* **Prompt**:
Find the lines holding the string "FROM" in the data, then copy all of them.

* **Items listed in a dataset**:
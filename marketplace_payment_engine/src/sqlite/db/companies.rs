use chrono::{DateTime, Utc};
use log::trace;
use sqlx::{QueryBuilder, SqliteConnection};

use crate::{
    db_types::{Company, SubscriptionUpdate},
    traits::StoreError,
};

const COMPANY_COLUMNS: &str = r#"
    id,
    name,
    contact_name,
    contact_email,
    contact_phone,
    subscription_status,
    subscription_tier,
    external_customer_ref,
    external_subscription_ref,
    subscription_ends_at,
    subscription_event_at,
    is_founding_member,
    founding_deals_remaining,
    created_at,
    updated_at
"#;

pub async fn fetch_company(id: i64, conn: &mut SqliteConnection) -> Result<Option<Company>, StoreError> {
    let query = format!("SELECT {COMPANY_COLUMNS} FROM companies WHERE id = $1");
    let company = sqlx::query_as::<_, Company>(&query).bind(id).fetch_optional(conn).await?;
    Ok(company)
}

pub async fn fetch_company_by_subscription_ref(
    subscription_ref: &str,
    conn: &mut SqliteConnection,
) -> Result<Option<Company>, StoreError> {
    let query = format!("SELECT {COMPANY_COLUMNS} FROM companies WHERE external_subscription_ref = $1");
    let company = sqlx::query_as::<_, Company>(&query).bind(subscription_ref).fetch_optional(conn).await?;
    Ok(company)
}

/// Applies a partial subscription update, guarded against stale out-of-order events: the write
/// only lands when the stored `subscription_event_at` is null or not newer than `event_at`.
/// Returns whether a row changed.
pub async fn update_subscription(
    company_id: i64,
    update: SubscriptionUpdate,
    event_at: DateTime<Utc>,
    conn: &mut SqliteConnection,
) -> Result<bool, StoreError> {
    if update.is_empty() {
        trace!("🗃️ Empty subscription update for company #{company_id}. Skipped.");
        return Ok(false);
    }
    let mut builder = QueryBuilder::new("UPDATE companies SET updated_at = CURRENT_TIMESTAMP, subscription_event_at = ");
    builder.push_bind(event_at);
    if let Some(status) = update.status {
        builder.push(", subscription_status = ");
        builder.push_bind(status.to_string());
    }
    if let Some(tier) = update.tier {
        builder.push(", subscription_tier = ");
        builder.push_bind(tier.to_string());
    }
    if let Some(customer_ref) = update.customer_ref {
        builder.push(", external_customer_ref = ");
        builder.push_bind(customer_ref);
    }
    if update.clear_subscription_ref {
        builder.push(", external_subscription_ref = NULL");
    } else if let Some(subscription_ref) = update.subscription_ref {
        builder.push(", external_subscription_ref = ");
        builder.push_bind(subscription_ref);
    }
    if update.clear_ends_at {
        builder.push(", subscription_ends_at = NULL");
    } else if let Some(ends_at) = update.ends_at {
        builder.push(", subscription_ends_at = ");
        builder.push_bind(ends_at);
    }
    builder.push(" WHERE id = ");
    builder.push_bind(company_id);
    builder.push(" AND (subscription_event_at IS NULL OR subscription_event_at <= ");
    builder.push_bind(event_at);
    builder.push(")");
    trace!("🗃️ Executing query: {}", builder.sql());
    let res = builder.build().execute(conn).await?;
    Ok(res.rows_affected() > 0)
}

/// Decrements the founding-member deal quota by one. The guard clause makes a double decrement
/// or a negative counter impossible to apply, whatever the caller does.
pub async fn decrement_founding_deals(company_id: i64, conn: &mut SqliteConnection) -> Result<bool, StoreError> {
    let res = sqlx::query(
        r#"
            UPDATE companies
            SET founding_deals_remaining = founding_deals_remaining - 1, updated_at = CURRENT_TIMESTAMP
            WHERE id = $1 AND is_founding_member AND founding_deals_remaining > 0
        "#,
    )
    .bind(company_id)
    .execute(conn)
    .await?;
    Ok(res.rows_affected() > 0)
}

* **Output of the task**:
    let query = format!("SELECT {COMPANY_COLUMNS} FROM companies WHERE id = $1");
    let query = format!("SELECT {COMPANY_COLUMNS} FROM companies WHERE external_subscription_ref = $1");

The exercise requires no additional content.